**Records for this exercise**
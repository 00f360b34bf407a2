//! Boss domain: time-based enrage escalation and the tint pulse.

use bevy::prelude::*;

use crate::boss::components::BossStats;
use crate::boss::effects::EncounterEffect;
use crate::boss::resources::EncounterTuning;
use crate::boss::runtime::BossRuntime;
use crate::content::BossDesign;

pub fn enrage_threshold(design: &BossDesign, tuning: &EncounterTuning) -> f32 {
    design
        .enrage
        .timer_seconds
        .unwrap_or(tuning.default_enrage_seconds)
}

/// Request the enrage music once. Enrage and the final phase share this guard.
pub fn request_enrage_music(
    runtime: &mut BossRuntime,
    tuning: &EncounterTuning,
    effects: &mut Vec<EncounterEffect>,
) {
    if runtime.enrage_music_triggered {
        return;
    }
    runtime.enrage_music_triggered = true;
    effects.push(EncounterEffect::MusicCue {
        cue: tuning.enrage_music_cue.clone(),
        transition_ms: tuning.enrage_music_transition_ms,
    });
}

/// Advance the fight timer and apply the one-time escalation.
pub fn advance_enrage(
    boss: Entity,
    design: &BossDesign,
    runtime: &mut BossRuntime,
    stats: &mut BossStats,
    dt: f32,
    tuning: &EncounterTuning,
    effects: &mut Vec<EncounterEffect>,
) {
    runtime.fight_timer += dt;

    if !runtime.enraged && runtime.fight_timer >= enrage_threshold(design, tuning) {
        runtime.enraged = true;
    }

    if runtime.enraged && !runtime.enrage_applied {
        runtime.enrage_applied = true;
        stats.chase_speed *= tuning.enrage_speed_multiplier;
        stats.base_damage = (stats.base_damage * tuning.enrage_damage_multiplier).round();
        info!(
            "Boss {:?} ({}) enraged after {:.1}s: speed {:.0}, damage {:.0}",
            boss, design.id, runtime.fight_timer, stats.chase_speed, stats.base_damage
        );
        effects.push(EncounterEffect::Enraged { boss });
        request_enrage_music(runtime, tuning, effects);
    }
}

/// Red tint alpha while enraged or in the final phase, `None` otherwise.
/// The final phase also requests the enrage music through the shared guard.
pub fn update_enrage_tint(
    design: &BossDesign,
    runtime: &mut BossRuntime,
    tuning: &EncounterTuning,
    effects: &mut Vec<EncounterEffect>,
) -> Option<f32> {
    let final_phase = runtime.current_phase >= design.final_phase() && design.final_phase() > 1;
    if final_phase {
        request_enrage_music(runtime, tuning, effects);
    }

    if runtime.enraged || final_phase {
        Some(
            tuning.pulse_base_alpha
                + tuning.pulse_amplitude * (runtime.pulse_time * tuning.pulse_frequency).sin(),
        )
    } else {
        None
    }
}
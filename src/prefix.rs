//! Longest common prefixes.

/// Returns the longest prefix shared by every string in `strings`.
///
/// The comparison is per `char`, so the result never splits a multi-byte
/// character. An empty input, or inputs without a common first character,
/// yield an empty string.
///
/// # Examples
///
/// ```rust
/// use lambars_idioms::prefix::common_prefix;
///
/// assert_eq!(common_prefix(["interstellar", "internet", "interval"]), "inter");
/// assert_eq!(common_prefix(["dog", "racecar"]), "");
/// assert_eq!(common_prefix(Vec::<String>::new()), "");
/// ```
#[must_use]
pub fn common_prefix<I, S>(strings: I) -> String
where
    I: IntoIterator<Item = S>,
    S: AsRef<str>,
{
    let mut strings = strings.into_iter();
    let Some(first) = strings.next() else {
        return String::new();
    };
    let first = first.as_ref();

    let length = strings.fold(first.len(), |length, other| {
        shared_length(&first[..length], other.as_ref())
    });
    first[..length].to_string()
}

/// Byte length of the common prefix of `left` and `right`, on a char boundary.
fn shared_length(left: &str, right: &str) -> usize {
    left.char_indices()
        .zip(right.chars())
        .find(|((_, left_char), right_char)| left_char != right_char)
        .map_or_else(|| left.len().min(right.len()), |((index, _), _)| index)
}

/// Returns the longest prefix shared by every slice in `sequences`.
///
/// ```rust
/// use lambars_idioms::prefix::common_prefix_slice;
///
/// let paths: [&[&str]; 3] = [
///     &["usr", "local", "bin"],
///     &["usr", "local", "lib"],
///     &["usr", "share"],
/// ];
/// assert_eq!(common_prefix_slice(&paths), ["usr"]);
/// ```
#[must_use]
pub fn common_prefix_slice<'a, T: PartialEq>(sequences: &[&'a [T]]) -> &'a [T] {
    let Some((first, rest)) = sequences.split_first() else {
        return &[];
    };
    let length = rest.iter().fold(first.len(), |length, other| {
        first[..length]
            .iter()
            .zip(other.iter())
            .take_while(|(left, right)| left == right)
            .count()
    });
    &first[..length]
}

**Problem details**
Proceeding from the line containing "share this guard." through the line containing "tuning.pulse_base_alpha", transcribe the lines above exactly, both end lines included.

**Written response**
/// Request the enrage music once. Enrage and the final phase share this guard.
pub fn request_enrage_music(
    runtime: &mut BossRuntime,
    tuning: &EncounterTuning,
    effects: &mut Vec<EncounterEffect>,
) {
    if runtime.enrage_music_triggered {
        return;
    }
    runtime.enrage_music_triggered = true;
    effects.push(EncounterEffect::MusicCue {
        cue: tuning.enrage_music_cue.clone(),
        transition_ms: tuning.enrage_music_transition_ms,
    });
}

/// Advance the fight timer and apply the one-time escalation.
pub fn advance_enrage(
    boss: Entity,
    design: &BossDesign,
    runtime: &mut BossRuntime,
    stats: &mut BossStats,
    dt: f32,
    tuning: &EncounterTuning,
    effects: &mut Vec<EncounterEffect>,
) {
    runtime.fight_timer += dt;

    if !runtime.enraged && runtime.fight_timer >= enrage_threshold(design, tuning) {
        runtime.enraged = true;
    }

    if runtime.enraged && !runtime.enrage_applied {
        runtime.enrage_applied = true;
        stats.chase_speed *= tuning.enrage_speed_multiplier;
        stats.base_damage = (stats.base_damage * tuning.enrage_damage_multiplier).round();
        info!(
            "Boss {:?} ({}) enraged after {:.1}s: speed {:.0}, damage {:.0}",
            boss, design.id, runtime.fight_timer, stats.chase_speed, stats.base_damage
        );
        effects.push(EncounterEffect::Enraged { boss });
        request_enrage_music(runtime, tuning, effects);
    }
}

/// Red tint alpha while enraged or in the final phase, `None` otherwise.
/// The final phase also requests the enrage music through the shared guard.
pub fn update_enrage_tint(
    design: &BossDesign,
    runtime: &mut BossRuntime,
    tuning: &EncounterTuning,
    effects: &mut Vec<EncounterEffect>,
) -> Option<f32> {
    let final_phase = runtime.current_phase >= design.final_phase() && design.final_phase() > 1;
    if final_phase {
        request_enrage_music(runtime, tuning, effects);
    }

    if runtime.enraged || final_phase {
        Some(
            tuning.pulse_base_alpha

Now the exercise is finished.